■ About this exercise ■
Below is some data. Retype exactly the lines starting at the one with "const EXPIRE_AT: usize = 5;" and ending at the one with "body[RDATA1_AT..SEED_AT].copy_from_slice(rdata);".
Material for the task section start
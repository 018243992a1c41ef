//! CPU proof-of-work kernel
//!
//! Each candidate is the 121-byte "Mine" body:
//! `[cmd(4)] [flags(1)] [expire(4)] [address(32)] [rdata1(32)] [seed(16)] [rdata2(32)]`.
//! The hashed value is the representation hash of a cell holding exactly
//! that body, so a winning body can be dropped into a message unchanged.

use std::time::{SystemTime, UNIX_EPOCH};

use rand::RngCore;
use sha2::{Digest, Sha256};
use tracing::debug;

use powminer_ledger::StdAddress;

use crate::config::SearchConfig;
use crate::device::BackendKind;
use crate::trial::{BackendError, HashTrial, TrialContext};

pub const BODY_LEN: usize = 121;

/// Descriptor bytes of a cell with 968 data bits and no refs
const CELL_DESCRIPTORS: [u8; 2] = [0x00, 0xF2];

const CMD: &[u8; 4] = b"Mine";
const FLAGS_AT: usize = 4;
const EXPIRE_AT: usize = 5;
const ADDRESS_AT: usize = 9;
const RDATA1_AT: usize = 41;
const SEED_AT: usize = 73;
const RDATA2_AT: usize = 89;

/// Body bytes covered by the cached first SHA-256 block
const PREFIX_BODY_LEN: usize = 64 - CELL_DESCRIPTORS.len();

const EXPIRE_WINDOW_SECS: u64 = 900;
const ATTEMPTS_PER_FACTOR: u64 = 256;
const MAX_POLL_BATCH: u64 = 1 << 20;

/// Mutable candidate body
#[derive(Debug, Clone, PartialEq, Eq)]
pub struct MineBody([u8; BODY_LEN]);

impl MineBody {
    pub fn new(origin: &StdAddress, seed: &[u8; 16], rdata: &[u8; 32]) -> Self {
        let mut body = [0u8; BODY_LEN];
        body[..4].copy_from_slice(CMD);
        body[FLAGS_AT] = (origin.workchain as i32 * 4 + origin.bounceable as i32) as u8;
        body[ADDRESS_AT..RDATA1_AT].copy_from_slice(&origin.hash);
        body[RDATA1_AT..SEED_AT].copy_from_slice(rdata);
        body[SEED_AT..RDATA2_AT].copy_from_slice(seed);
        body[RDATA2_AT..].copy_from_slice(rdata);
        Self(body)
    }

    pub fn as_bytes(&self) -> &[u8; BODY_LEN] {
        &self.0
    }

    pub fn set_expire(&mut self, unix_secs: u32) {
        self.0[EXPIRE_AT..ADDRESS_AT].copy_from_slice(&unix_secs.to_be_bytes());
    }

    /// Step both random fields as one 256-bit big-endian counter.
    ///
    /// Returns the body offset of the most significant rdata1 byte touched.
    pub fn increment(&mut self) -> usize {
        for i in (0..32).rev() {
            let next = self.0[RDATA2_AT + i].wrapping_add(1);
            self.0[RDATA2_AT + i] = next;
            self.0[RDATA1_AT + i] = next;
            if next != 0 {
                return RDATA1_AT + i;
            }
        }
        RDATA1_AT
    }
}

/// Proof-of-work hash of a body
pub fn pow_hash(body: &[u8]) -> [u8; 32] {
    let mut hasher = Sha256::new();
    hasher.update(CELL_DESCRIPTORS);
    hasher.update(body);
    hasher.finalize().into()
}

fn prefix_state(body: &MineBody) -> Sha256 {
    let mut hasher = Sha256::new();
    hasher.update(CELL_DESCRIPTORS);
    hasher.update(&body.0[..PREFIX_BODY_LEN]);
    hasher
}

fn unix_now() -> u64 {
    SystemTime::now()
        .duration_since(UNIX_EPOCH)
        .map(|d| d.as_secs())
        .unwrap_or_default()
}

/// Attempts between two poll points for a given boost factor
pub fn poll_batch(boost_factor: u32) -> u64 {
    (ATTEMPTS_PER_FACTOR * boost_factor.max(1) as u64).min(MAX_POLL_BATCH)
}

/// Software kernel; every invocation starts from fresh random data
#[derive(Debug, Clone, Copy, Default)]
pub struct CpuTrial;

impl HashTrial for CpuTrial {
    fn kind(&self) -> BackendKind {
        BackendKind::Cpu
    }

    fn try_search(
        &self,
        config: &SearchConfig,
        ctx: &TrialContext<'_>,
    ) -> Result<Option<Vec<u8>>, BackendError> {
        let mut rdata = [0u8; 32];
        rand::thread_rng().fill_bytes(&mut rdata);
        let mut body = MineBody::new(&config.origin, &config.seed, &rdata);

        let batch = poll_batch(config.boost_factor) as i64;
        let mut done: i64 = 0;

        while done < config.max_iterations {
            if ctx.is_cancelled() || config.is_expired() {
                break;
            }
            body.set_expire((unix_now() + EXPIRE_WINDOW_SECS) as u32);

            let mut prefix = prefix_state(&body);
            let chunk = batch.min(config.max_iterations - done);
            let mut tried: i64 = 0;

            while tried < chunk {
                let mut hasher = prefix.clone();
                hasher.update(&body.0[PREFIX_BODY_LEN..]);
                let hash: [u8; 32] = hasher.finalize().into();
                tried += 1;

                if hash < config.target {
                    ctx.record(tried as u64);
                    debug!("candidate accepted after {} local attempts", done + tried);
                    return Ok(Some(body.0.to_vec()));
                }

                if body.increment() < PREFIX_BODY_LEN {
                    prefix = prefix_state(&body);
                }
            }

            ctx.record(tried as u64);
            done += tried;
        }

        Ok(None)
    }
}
Material for the task section end
Material for the task section start
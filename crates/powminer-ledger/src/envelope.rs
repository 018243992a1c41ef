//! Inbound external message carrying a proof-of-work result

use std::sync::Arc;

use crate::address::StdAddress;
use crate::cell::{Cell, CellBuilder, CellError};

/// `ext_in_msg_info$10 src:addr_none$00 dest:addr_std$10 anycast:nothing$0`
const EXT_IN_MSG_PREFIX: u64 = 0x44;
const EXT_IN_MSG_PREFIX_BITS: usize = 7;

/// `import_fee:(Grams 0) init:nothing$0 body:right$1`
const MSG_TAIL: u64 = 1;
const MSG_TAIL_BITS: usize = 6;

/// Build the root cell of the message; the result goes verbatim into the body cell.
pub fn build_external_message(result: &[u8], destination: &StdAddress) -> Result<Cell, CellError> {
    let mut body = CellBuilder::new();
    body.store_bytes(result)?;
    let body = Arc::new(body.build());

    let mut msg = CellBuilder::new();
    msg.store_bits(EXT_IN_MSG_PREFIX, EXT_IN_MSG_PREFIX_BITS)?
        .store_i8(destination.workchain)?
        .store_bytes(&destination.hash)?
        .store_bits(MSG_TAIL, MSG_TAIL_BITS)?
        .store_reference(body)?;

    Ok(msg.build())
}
Material for the task section end
Material for the task section start
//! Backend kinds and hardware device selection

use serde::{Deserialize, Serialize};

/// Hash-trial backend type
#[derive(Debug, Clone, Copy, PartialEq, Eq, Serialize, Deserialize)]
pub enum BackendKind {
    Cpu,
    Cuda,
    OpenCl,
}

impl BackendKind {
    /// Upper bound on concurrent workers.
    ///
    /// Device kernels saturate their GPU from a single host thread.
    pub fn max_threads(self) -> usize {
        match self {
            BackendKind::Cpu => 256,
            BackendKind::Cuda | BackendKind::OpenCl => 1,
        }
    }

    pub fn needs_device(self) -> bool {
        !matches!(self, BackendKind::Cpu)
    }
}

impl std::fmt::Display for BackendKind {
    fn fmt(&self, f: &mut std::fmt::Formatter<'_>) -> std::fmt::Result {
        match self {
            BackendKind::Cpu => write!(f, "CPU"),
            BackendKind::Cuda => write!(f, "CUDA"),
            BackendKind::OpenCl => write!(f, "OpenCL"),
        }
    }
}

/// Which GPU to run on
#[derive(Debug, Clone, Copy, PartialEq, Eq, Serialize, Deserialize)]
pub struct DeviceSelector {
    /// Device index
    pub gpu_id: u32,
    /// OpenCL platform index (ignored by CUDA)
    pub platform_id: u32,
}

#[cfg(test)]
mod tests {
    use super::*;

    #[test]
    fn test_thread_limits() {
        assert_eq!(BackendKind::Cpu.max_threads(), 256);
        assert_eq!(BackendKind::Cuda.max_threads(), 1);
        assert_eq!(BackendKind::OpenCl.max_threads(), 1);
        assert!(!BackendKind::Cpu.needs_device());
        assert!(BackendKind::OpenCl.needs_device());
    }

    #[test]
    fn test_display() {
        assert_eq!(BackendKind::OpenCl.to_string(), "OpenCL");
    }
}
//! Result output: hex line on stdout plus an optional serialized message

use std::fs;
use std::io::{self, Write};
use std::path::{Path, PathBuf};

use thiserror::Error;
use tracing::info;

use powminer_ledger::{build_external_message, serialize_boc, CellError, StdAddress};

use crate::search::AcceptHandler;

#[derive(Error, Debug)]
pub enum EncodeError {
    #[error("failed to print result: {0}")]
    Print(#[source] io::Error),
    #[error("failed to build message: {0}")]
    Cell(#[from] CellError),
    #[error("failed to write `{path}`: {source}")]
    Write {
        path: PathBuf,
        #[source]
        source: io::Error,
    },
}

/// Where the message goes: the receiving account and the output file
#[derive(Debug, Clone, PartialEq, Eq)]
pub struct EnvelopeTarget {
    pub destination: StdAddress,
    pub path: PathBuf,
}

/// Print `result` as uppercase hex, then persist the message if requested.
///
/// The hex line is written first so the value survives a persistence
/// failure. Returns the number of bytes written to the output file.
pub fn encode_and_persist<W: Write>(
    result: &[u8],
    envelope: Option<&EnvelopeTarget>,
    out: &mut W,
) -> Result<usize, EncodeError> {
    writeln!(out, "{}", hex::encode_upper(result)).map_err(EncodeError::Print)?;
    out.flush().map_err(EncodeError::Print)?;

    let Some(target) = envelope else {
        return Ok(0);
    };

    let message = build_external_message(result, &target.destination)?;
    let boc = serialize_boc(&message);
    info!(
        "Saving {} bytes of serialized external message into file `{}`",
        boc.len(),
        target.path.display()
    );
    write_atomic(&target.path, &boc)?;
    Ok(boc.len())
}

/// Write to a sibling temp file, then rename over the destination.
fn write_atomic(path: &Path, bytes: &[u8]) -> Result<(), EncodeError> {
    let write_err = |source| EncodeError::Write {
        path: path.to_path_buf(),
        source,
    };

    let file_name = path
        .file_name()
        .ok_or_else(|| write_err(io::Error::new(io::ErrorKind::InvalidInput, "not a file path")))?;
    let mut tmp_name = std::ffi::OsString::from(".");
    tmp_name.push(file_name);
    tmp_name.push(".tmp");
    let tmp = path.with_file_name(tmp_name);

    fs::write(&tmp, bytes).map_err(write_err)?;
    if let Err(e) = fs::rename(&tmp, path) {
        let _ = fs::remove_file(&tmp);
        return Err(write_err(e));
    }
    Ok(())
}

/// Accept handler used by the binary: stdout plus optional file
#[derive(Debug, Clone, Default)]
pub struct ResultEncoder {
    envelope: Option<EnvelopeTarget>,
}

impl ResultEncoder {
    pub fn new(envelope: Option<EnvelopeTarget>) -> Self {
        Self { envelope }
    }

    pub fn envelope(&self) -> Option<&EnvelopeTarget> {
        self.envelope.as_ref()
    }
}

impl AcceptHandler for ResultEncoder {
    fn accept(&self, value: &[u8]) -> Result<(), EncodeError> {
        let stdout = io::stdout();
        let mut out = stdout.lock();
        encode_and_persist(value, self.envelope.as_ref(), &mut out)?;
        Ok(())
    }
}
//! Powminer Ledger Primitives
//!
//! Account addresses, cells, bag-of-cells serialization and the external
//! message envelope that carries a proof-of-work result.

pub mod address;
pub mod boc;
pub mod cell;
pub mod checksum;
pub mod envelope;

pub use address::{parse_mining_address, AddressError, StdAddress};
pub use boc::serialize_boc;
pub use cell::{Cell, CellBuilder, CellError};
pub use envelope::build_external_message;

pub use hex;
Material for the task section end
■ Task output ■
const EXPIRE_AT: usize = 5;
const ADDRESS_AT: usize = 9;
const RDATA1_AT: usize = 41;
const SEED_AT: usize = 73;
const RDATA2_AT: usize = 89;

/// Body bytes covered by the cached first SHA-256 block
const PREFIX_BODY_LEN: usize = 64 - CELL_DESCRIPTORS.len();

const EXPIRE_WINDOW_SECS: u64 = 900;
const ATTEMPTS_PER_FACTOR: u64 = 256;
const MAX_POLL_BATCH: u64 = 1 << 20;

/// Mutable candidate body
#[derive(Debug, Clone, PartialEq, Eq)]
pub struct MineBody([u8; BODY_LEN]);

impl MineBody {
    pub fn new(origin: &StdAddress, seed: &[u8; 16], rdata: &[u8; 32]) -> Self {
        let mut body = [0u8; BODY_LEN];
        body[..4].copy_from_slice(CMD);
        body[FLAGS_AT] = (origin.workchain as i32 * 4 + origin.bounceable as i32) as u8;
        body[ADDRESS_AT..RDATA1_AT].copy_from_slice(&origin.hash);
        body[RDATA1_AT..SEED_AT].copy_from_slice(rdata);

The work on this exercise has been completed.